» TASK STATEMENT: Write out the data below exactly, from its first line to the line containing "#[derive(Debug, Clone)]", that line included.

DATA PROVIDED section start

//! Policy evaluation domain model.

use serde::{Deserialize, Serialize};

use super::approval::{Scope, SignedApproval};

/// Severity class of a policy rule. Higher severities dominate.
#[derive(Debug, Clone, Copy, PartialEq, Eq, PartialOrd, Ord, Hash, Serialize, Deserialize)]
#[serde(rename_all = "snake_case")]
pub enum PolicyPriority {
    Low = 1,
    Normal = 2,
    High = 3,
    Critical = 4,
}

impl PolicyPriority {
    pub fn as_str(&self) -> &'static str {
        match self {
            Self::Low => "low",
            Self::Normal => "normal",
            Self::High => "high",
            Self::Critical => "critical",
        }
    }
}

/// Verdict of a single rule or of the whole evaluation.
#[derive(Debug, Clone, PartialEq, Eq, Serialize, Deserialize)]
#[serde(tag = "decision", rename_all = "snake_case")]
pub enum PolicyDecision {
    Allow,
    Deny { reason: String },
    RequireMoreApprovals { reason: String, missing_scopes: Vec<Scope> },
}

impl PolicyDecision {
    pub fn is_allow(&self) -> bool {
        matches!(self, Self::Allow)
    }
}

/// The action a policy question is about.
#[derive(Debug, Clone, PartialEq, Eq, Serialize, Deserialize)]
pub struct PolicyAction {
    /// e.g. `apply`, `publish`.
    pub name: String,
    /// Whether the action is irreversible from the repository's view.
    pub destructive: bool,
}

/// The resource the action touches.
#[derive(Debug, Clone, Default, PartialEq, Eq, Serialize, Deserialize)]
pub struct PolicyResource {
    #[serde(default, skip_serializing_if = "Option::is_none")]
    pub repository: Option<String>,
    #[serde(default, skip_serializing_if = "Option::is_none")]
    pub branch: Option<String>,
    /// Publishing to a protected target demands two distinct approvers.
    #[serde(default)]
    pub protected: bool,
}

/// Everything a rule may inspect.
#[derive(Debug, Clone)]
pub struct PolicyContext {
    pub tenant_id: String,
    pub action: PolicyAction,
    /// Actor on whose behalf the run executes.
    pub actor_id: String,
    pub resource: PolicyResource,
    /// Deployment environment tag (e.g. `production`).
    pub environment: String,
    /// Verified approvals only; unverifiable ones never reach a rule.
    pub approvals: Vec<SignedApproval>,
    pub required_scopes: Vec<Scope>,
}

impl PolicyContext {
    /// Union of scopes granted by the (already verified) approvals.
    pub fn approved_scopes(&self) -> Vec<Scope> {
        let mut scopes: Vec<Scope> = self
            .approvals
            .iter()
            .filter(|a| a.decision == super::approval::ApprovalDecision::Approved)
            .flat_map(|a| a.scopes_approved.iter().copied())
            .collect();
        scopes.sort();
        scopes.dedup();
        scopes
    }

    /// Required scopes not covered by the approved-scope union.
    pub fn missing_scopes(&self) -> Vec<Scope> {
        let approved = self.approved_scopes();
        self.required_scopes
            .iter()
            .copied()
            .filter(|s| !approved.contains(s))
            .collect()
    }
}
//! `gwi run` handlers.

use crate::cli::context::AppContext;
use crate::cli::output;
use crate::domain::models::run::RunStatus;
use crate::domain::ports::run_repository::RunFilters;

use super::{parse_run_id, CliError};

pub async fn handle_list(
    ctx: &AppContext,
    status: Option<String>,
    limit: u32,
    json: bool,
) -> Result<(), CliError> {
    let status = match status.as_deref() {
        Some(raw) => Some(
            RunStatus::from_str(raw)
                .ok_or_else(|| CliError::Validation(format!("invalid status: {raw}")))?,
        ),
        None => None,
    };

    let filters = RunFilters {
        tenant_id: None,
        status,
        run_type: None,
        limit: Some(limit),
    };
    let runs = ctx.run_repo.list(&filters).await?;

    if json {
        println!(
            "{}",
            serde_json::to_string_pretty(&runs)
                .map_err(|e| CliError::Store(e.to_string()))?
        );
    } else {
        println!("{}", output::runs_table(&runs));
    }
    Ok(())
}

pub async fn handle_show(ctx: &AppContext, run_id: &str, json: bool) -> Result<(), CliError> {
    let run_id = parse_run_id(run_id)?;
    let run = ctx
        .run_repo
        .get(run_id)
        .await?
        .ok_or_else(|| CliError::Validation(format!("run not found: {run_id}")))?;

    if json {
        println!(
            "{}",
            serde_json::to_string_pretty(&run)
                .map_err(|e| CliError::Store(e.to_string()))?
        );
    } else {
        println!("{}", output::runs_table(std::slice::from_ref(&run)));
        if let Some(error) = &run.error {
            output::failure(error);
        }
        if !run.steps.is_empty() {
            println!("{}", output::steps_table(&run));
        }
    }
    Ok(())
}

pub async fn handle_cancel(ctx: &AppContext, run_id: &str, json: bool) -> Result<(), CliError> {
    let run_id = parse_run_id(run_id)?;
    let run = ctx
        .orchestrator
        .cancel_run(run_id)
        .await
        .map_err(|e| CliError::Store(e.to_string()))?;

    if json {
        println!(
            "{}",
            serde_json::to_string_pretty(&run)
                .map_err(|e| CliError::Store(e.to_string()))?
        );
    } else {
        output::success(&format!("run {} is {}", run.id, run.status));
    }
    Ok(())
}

DATA PROVIDED section end

» THE COMPLETED TASK:
//! Policy evaluation domain model.

use serde::{Deserialize, Serialize};

use super::approval::{Scope, SignedApproval};

/// Severity class of a policy rule. Higher severities dominate.
#[derive(Debug, Clone, Copy, PartialEq, Eq, PartialOrd, Ord, Hash, Serialize, Deserialize)]
#[serde(rename_all = "snake_case")]
pub enum PolicyPriority {
    Low = 1,
    Normal = 2,
    High = 3,
    Critical = 4,
}

impl PolicyPriority {
    pub fn as_str(&self) -> &'static str {
        match self {
            Self::Low => "low",
            Self::Normal => "normal",
            Self::High => "high",
            Self::Critical => "critical",
        }
    }
}

/// Verdict of a single rule or of the whole evaluation.
#[derive(Debug, Clone, PartialEq, Eq, Serialize, Deserialize)]
#[serde(tag = "decision", rename_all = "snake_case")]
pub enum PolicyDecision {
    Allow,
    Deny { reason: String },
    RequireMoreApprovals { reason: String, missing_scopes: Vec<Scope> },
}

impl PolicyDecision {
    pub fn is_allow(&self) -> bool {
        matches!(self, Self::Allow)
    }
}

/// The action a policy question is about.
#[derive(Debug, Clone, PartialEq, Eq, Serialize, Deserialize)]
pub struct PolicyAction {
    /// e.g. `apply`, `publish`.
    pub name: String,
    /// Whether the action is irreversible from the repository's view.
    pub destructive: bool,
}

/// The resource the action touches.
#[derive(Debug, Clone, Default, PartialEq, Eq, Serialize, Deserialize)]
pub struct PolicyResource {
    #[serde(default, skip_serializing_if = "Option::is_none")]
    pub repository: Option<String>,
    #[serde(default, skip_serializing_if = "Option::is_none")]
    pub branch: Option<String>,
    /// Publishing to a protected target demands two distinct approvers.
    #[serde(default)]
    pub protected: bool,
}

/// Everything a rule may inspect.
#[derive(Debug, Clone)]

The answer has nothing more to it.